La loi dit que la transplantation peut se faire à partir d’un donneur vivant apparenté (DVA). Peuvent donner leur rein les parents, enfants, frères et sœurs, oncles, tantes, cousins et cousines, ainsi que le conjoint (à condition que le mariage ait duré au moins une année, pour éviter les mariages blancs en vue d’un don). Médicalement, on peut greffer même des gens non apparentés. Car un conjoint n’est pas forcément quelqu’un de la famille, mais si la loi a précisé les personnes habilitées à donner leur rein, c’est surtout pour éviter le trafic d’organes et la commercialisation du don. La loi stipule effectivement que le don doit être volontaire, libre, motivé et gratuit. La même loi exige que le consentement du donneur soit exprimé devant le président du tribunal de première instance, assisté par deux médecins désignés par le ministre de la santé, sur proposition du conseil de l’Ordre. C’est dire que le don doit être fait de bon cœur, un acte de générosité. En plus du donneur vivant apparenté, il y a ce qu’on appelle les donneurs cadavériques: il s’agit des personnes en état de mort cérébrale, qui auront exprimé leur accord de don de leur vivant et l’auront noté sur le registre détenu à cet effet par les hôpitaux agréés de par la loi à prélever et greffer. Il en existe quatre dans tout le pays : le CHU Ibn Rochd de Casablanca, le CHU Ibn Sina de Rabat, l’hôpital d’instruction militaire Mohammed V de Rabat et l’hôpital Cheikh Zayd dans la même ville. On peut aussi prélever un rein sur une personne décédée s’il y a accord de sa famille.

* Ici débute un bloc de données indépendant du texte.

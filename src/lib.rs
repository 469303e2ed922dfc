//! Chained API testing.
//!
//! API definitions are grouped into scenarios and suites that form
//! dependency graphs. Each executed node gets a scoped variable context;
//! `${...}` expressions in urls, headers, queries and bodies are resolved
//! against it, so a call can use the responses of the calls it depends
//! on.

pub mod config;
pub mod context;
pub mod error;
pub mod graph;
pub mod model;
pub mod pipeline;
pub mod plan;
pub mod properties;
pub mod resolver;
pub mod runner;
pub mod shaping;
pub mod validator;

pub use config::*;
pub use context::{global, reset_global, Resolved, ScopedContext};
pub use error::*;
pub use graph::{DependencyGraph, GraphNode};
pub use model::*;
pub use pipeline::{
    CallOptions, CallOutcome, CallPipeline, CallResponse, CancelToken, HttpTransport, Middleware,
    ResolvedRequest, Transport,
};
pub use plan::ExecutionPlan;
pub use runner::*;
pub use validator::{Matcher, DEFAULT_MATCHER};

/// Crate version.
pub const VERSION: &str = env!("CARGO_PKG_VERSION");

#[cfg(test)]
mod tests {
    use super::*;
    use serde_json::json;

    #[test]
    fn test_project_serialization() {
        let yaml = r#"
name: roundtrip
apis:
  - name: create
    method: POST
    url: /users
    body:
      name: ${name}
    expected_status: [201]
scenarios:
  - name: signup
    steps:
      - create
      - api: create
        remove: [name]
suites:
  - name: all
    scenarios: [signup]
"#;
        let project = Project::from_yaml(yaml).unwrap();
        let again = Project::from_yaml(&project.to_yaml().unwrap()).unwrap();

        assert_eq!(again.name, "roundtrip");
        assert_eq!(again.apis[0].method, HttpMethod::Post);
        assert_eq!(again.apis[0].body, Some(json!({"name": "${name}"})));
        assert_eq!(again.scenarios[0].steps.len(), 2);
        assert_eq!(again.scenarios[0].steps[1].api(), "create");
        assert!(again.scenarios[0].steps[1].overrides().is_some());
    }

    #[test]
    fn test_version() {
        assert!(!VERSION.is_empty());
    }
}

Une transplantation rénale coûte moins cher que la dialyse chronique

Même si les transplantations rénales effectuées au Maroc ne sont pas nombreuses (quelque 250 depuis 1990), les praticiens marocains les maîtrisent parfaitement, depuis 1986, date de la première opération effectuée à Casablanca. Nécessitant une infrastructure moins chère que celle d’autres implantations (comme celles du cœur ou du foie), le coût d’une transplantation rénale serait, selon les estimations d’une équipe de néphrologues et d’urologues à Casablanca, de l’ordre de 250 000 DH, représentant la greffe et le suivi pendant la première année après l’opération. Puis 5 000 DH par mois, pour le travail de suivi. Autant dire qu’au bout de 2 ans, une transplantation rénale revient moins chère qu’une dialyse, laquelle coûte 200000DH par an pour le malade. «Une greffe réussie équivaut à dix ans d’hémodialyse économisés», précise un néphrologue. Une chose est sûre : le malade qui réussit sa transplantation pourra reprendre sa vie tout à fait normalement. Une  transplantation d’organe réussie, estiment les médecins ayant pratiqué ce genre d’opération, «est souvent vécue comme une seconde naissance», notamment lorsque le patient guéri est capable d’exercer une activité professionnelle sans inconvénient, ou de pratiquer le sport en toute quiétude. Quant à une transplantation hépatique, hospitalisation et entretien post-opération compris, son coût est évalué à 600 000 DH, alors que l’opération coûte 200 000 euros en France.